[What needs to be done]:
Lines before the one containing "Float literal value." are to be skipped; reproduce that line and the rest of the records below exactly.

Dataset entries
//! Expression nodes.
//!
//! # Design Notes
//! - The variant set is closed. Analyzers `match` on [`ExprKind`] and the
//!   compiler flags every site that misses a new variant.
//! - Children are `ExprId` indices into the owning tree; a node never owns
//!   its parent and never points at it with anything but an index.
//! - Floats are stored as bits so `ExprKind` can derive `Eq` and `Hash`.

use std::fmt;

use super::operators::{CompareOpKind, LogicalOpKind};
use crate::{ExprId, ExprRange, Name, TokenId};

/// A node record: its variant plus the back-link to the enclosing node.
#[derive(Copy, Clone, Eq, PartialEq, Hash)]
pub struct Expr {
    pub kind: ExprKind,
    /// `ExprId::INVALID` until the node is attached as a child.
    pub(crate) parent: ExprId,
}

impl Expr {
    pub(crate) fn new(kind: ExprKind) -> Self {
        Expr {
            kind,
            parent: ExprId::INVALID,
        }
    }

    /// Enclosing node, `None` for the root.
    #[inline]
    pub fn parent(&self) -> Option<ExprId> {
        self.parent.to_option()
    }
}

impl fmt::Debug for Expr {
    fn fmt(&self, f: &mut fmt::Formatter<'_>) -> fmt::Result {
        write!(f, "{:?} ^ {:?}", self.kind, self.parent)
    }
}

/// Expression variants.
#[derive(Copy, Clone, Eq, PartialEq, Hash, Debug)]
pub enum ExprKind {
    /// Context or variable access: `github`, `env`, `matrix`
    Variable { name: Name, token: TokenId },

    /// `null`
    Null { token: TokenId },

    /// `true`, `false`
    Bool { value: bool, token: TokenId },

    /// Integer literal: `42`, `0xff`, `-1`
    Int { value: i64, token: TokenId },

    /// Float literal: `1.5`, `-2.0e3` (stored as bits for Hash)
    Float { bits: u64, token: TokenId },

    /// String literal, quotes stripped and `''` escapes resolved
    String { value: Name, token: TokenId },

    /// Property dereference: `receiver.property`
    ObjectDeref { receiver: ExprId, property: Name },

    /// Array element dereference: `receiver.*`
    ArrayDeref { receiver: ExprId },

    /// Index access: `operand[index]`
    IndexAccess { operand: ExprId, index: ExprId },

    /// `!operand`, token is the `!`
    NotOp { operand: ExprId, token: TokenId },

    /// `left <op> right` with a comparison operator
    CompareOp {
        kind: CompareOpKind,
        left: ExprId,
        right: ExprId,
    },

    /// `left && right`, `left || right`
    LogicalOp {
        kind: LogicalOpKind,
        left: ExprId,
        right: ExprId,
    },

    /// Builtin function call: `callee(args...)`, token is the callee name
    FuncCall {
        callee: Name,
        args: ExprRange,
        token: TokenId,
    },
}

/// Result of [`ExprKind::token_source`].
#[derive(Copy, Clone, Eq, PartialEq, Debug)]
pub enum TokenSource {
    /// Stored on the node itself.
    Own(TokenId),
    /// Reported by this child.
    Child(ExprId),
}

impl ExprKind {
    /// Where this node's first token comes from.
    ///
    /// Nodes without a token of their own delegate to the receiver, operand
    /// or left operand.
    #[inline]
    pub const fn token_source(&self) -> TokenSource {
        match *self {
            Self::Variable { token, .. }
            | Self::Null { token }
            | Self::Bool { token, .. }
            | Self::Int { token, .. }
            | Self::Float { token, .. }
            | Self::String { token, .. }
            | Self::NotOp { token, .. }
            | Self::FuncCall { token, .. } => TokenSource::Own(token),
            Self::ObjectDeref { receiver, .. } | Self::ArrayDeref { receiver } => {
                TokenSource::Child(receiver)
            }
            Self::IndexAccess { operand, .. } => TokenSource::Child(operand),
            Self::CompareOp { left, .. } | Self::LogicalOp { left, .. } => TokenSource::Child(left),
        }
    }

    /// Float literal value.
    #[inline]
    pub fn float_value(&self) -> Option<f64> {
        match *self {
            Self::Float { bits, .. } => Some(f64::from_bits(bits)),
            _ => None,
        }
    }

    /// Null, bool, int, float or string literal.
    pub const fn is_literal(&self) -> bool {
        matches!(
            self,
            Self::Null { .. }
                | Self::Bool { .. }
                | Self::Int { .. }
                | Self::Float { .. }
                | Self::String { .. }
        )
    }

    /// No child nodes.
    pub const fn is_leaf(&self) -> bool {
        self.is_literal() || matches!(self, Self::Variable { .. })
    }

    /// Binding strength of the node's outermost operator, lower binds
    /// tighter. See [`CompareOpKind::precedence`].
    pub const fn precedence(&self) -> u8 {
        match *self {
            Self::NotOp { .. } => 1,
            Self::CompareOp { kind, .. } => kind.precedence(),
            Self::LogicalOp { kind, .. } => kind.precedence(),
            _ => 0,
        }
    }

    /// Short label for messages: "index access", "function call", ...
    pub const fn description(&self) -> &'static str {
        match self {
            Self::Variable { .. } => "variable",
            Self::Null { .. } => "null",
            Self::Bool { .. } => "boolean",
            Self::Int { .. } => "integer",
            Self::Float { .. } => "float",
            Self::String { .. } => "string",
            Self::ObjectDeref { .. } => "object property dereference",
            Self::ArrayDeref { .. } => "array elements dereference",
            Self::IndexAccess { .. } => "index access",
            Self::NotOp { .. } => "! operator",
            Self::CompareOp { .. } => "comparison",
            Self::LogicalOp { .. } => "logical operator",
            Self::FuncCall { .. } => "function call",
        }
    }
}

[Exercise solution]:
    /// Float literal value.
    #[inline]
    pub fn float_value(&self) -> Option<f64> {
        match *self {
            Self::Float { bits, .. } => Some(f64::from_bits(bits)),
            _ => None,
        }
    }

    /// Null, bool, int, float or string literal.
    pub const fn is_literal(&self) -> bool {
        matches!(
            self,
            Self::Null { .. }
                | Self::Bool { .. }
                | Self::Int { .. }
                | Self::Float { .. }
                | Self::String { .. }
        )
    }

    /// No child nodes.
    pub const fn is_leaf(&self) -> bool {
        self.is_literal() || matches!(self, Self::Variable { .. })
    }

    /// Binding strength of the node's outermost operator, lower binds
    /// tighter. See [`CompareOpKind::precedence`].
    pub const fn precedence(&self) -> u8 {
        match *self {
            Self::NotOp { .. } => 1,
            Self::CompareOp { kind, .. } => kind.precedence(),
            Self::LogicalOp { kind, .. } => kind.precedence(),
            _ => 0,
        }
    }

    /// Short label for messages: "index access", "function call", ...
    pub const fn description(&self) -> &'static str {
        match self {
            Self::Variable { .. } => "variable",
            Self::Null { .. } => "null",
            Self::Bool { .. } => "boolean",
            Self::Int { .. } => "integer",
            Self::Float { .. } => "float",
            Self::String { .. } => "string",
            Self::ObjectDeref { .. } => "object property dereference",
            Self::ArrayDeref { .. } => "array elements dereference",
            Self::IndexAccess { .. } => "index access",
            Self::NotOp { .. } => "! operator",
            Self::CompareOp { .. } => "comparison",
            Self::LogicalOp { .. } => "logical operator",
            Self::FuncCall { .. } => "function call",
        }
    }
}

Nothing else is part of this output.